La lecture du parc complète l'analyse : environ 1 459 logements occupés par leur propriétaire, 1 038 logements encore chauffés au gaz ou au fioul, soit 53 % du parc, un bassin de travaux structuré autour de CC Dombes Saône Vallée. Ce volume ne préjuge d'aucune éligibilité individuelle : il indique seulement où se concentrent, à Reyrieux, les situations où le scénario décrit sur cette page a le plus de chances d'être pertinent.

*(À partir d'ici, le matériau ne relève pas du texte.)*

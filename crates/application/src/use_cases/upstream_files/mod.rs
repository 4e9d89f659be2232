pub mod add_file;
pub mod get_files;
pub mod refresh_files;
pub mod remove_file;
pub mod set_properties;

pub use add_file::AddUpstreamFileUseCase;
pub use get_files::GetUpstreamFilesUseCase;
pub use refresh_files::RefreshUpstreamFilesUseCase;
pub use remove_file::RemoveUpstreamFileUseCase;
pub use set_properties::SetUpstreamFilePropertiesUseCase;
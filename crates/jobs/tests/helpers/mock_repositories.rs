#![allow(dead_code)]

use async_trait::async_trait;
use sluice_dns_application::ports::{
    ConfigPersistence, ManagedUpstreamFileRepository, ResolutionReloader,
    UpstreamFileRefresherPort,
};
use sluice_dns_domain::{
    DomainError, FetchedList, ManagedFilesSnapshot, ManagedUpstreamFile, RefreshOutcome,
};
use std::sync::atomic::{AtomicBool, AtomicUsize, Ordering};
use std::sync::Mutex;

// ============================================================================
// Mock UpstreamFileRefresherPort
// ============================================================================

pub struct MockRefresher {
    outcome: Mutex<Option<RefreshOutcome>>,
    passes: AtomicUsize,
    forced: AtomicUsize,
}

impl MockRefresher {
    pub fn returning(outcome: Option<RefreshOutcome>) -> Self {
        Self {
            outcome: Mutex::new(outcome),
            passes: AtomicUsize::new(0),
            forced: AtomicUsize::new(0),
        }
    }

    pub fn pass_count(&self) -> usize {
        self.passes.load(Ordering::SeqCst)
    }

    pub fn forced_count(&self) -> usize {
        self.forced.load(Ordering::SeqCst)
    }
}

#[async_trait]
impl UpstreamFileRefresherPort for MockRefresher {
    async fn try_refresh(&self, force: bool) -> Option<RefreshOutcome> {
        self.passes.fetch_add(1, Ordering::SeqCst);
        if force {
            self.forced.fetch_add(1, Ordering::SeqCst);
        }
        *self.outcome.lock().unwrap()
    }

    async fn fetch_validated(&self, url: &str) -> Result<FetchedList, DomainError> {
        Err(DomainError::Network(format!("{} unreachable", url)))
    }
}

// ============================================================================
// Mock ManagedUpstreamFileRepository
// ============================================================================

#[derive(Default)]
pub struct EmptyFileRepository;

#[async_trait]
impl ManagedUpstreamFileRepository for EmptyFileRepository {
    async fn snapshot(&self) -> ManagedFilesSnapshot {
        ManagedFilesSnapshot {
            files: Vec::new(),
            update_interval_hours: 24,
        }
    }

    async fn load_upstreams(&self) -> Result<Vec<String>, DomainError> {
        Ok(Vec::new())
    }

    async fn find_by_url(&self, _url: &str) -> Option<ManagedUpstreamFile> {
        None
    }

    async fn add(
        &self,
        _name: &str,
        url: &str,
        _content: &FetchedList,
    ) -> Result<ManagedUpstreamFile, DomainError> {
        Err(DomainError::IoError(format!("read-only repository: {}", url)))
    }

    async fn remove(&self, url: &str) -> Result<ManagedUpstreamFile, DomainError> {
        Err(DomainError::ManagedFileNotFound(url.to_string()))
    }

    async fn replace(
        &self,
        url: &str,
        _updated: ManagedUpstreamFile,
        _content: Option<&FetchedList>,
    ) -> Result<ManagedUpstreamFile, DomainError> {
        Err(DomainError::ManagedFileNotFound(url.to_string()))
    }
}

// ============================================================================
// Mock ConfigPersistence / ResolutionReloader
// ============================================================================

#[derive(Default)]
pub struct MockPersistence {
    saves: AtomicUsize,
    should_fail: AtomicBool,
}

impl MockPersistence {
    pub fn new() -> Self {
        Self::default()
    }

    pub fn failing() -> Self {
        let persistence = Self::default();
        persistence.should_fail.store(true, Ordering::SeqCst);
        persistence
    }

    pub fn save_count(&self) -> usize {
        self.saves.load(Ordering::SeqCst)
    }
}

#[async_trait]
impl ConfigPersistence for MockPersistence {
    async fn save_upstream_files(&self, _snapshot: &ManagedFilesSnapshot) -> Result<(), DomainError> {
        self.saves.fetch_add(1, Ordering::SeqCst);
        if self.should_fail.load(Ordering::SeqCst) {
            return Err(DomainError::IoError("config file is read-only".into()));
        }
        Ok(())
    }
}

#[derive(Default)]
pub struct MockReloader {
    reloads: AtomicUsize,
}

impl MockReloader {
    pub fn new() -> Self {
        Self::default()
    }

    pub fn reload_count(&self) -> usize {
        self.reloads.load(Ordering::SeqCst)
    }
}

#[async_trait]
impl ResolutionReloader for MockReloader {
    async fn reload(&self) -> Result<(), DomainError> {
        self.reloads.fetch_add(1, Ordering::SeqCst);
        Ok(())
    }
}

La part de maisons individuelles conditionne directement le nombre de projets décidables sans assemblée générale à Reyrieux. On relève 75 % de propriétaires occupants, 668 diagnostics publiés par l'ADEME, 1 958 résidences principales recensées, en zone climatique H1c. Ces valeurs ne décident d'aucun projet à elles seules, mais elles fixent l'ordre de grandeur dans lequel un chiffrage à Reyrieux est crédible.
Le climat entre dans le calcul réglementaire : la zone H1c applicable à Reyrieux correspond à une base de 250 kWh/m²/an. Plus cette base est élevée, plus le traitement complet de l'enveloppe d'une maison rentabilise vite son surcoût, à performance identique.
Ce que ce poste consomme d'assiette : 195 % du plafond applicable à Reyrieux pour le bouquet maison. Traduit en aide effective, cela donne 32 000 € pris en charge au taux de 80 % (profil bleu) et 18 000 € au taux de 45 % (profil violet), le solde restant à financer.
La part de propriétaires occupants — 75 % à Reyrieux — dessine le volume de projets réellement engageables à court terme sur le traitement complet de l'enveloppe d'une maison, soit environ 1 459 logements. Le reste du parc suppose un montage locatif, avec ses propres conditions d'éligibilité.
Deux classes ou trois, la différence est d'abord financière : 30 000 € HT contre 40 000 € HT d'assiette à Reyrieux. Le bouquet maison pesant environ 78 000 €, il reste à comparer le coût du lot supplémentaire au gain d'aide obtenu en franchissant le palier.
Mix de chauffage à Reyrieux : 43 % d'électricité, 49 % de gaz, 4 % de fioul, 5 % de bois et 0 % de réseau de chaleur. Ce partage détermine l'intérêt réel de le traitement complet de l'enveloppe d'une maison : un logement raccordé à un réseau vertueux n'appelle pas le même bouquet qu'un logement au fioul.
L'écueil le plus coûteux reste le générateur commandé avant le calcul de déperditions après travaux. Sa reprise après coup coûte couramment 10 à 20 % du poste, soit 7 800 € à 15 600 € sur le chiffrage retenu à Reyrieux — un montant qui n'est jamais couvert une seconde fois par l'aide, déjà consommée.
Ce que vérifie l'instructeur avant de payer à Reyrieux : que un métré contradictoire des quatre parois déperditives figure au devis, que une entreprise générale ou un groupement d'artisans RGE soit qualifié RGE à la date de signature, et que la note de dimensionnement postérieure à l'isolation soit joint. À la clé, un solde pouvant atteindre 32 000 €.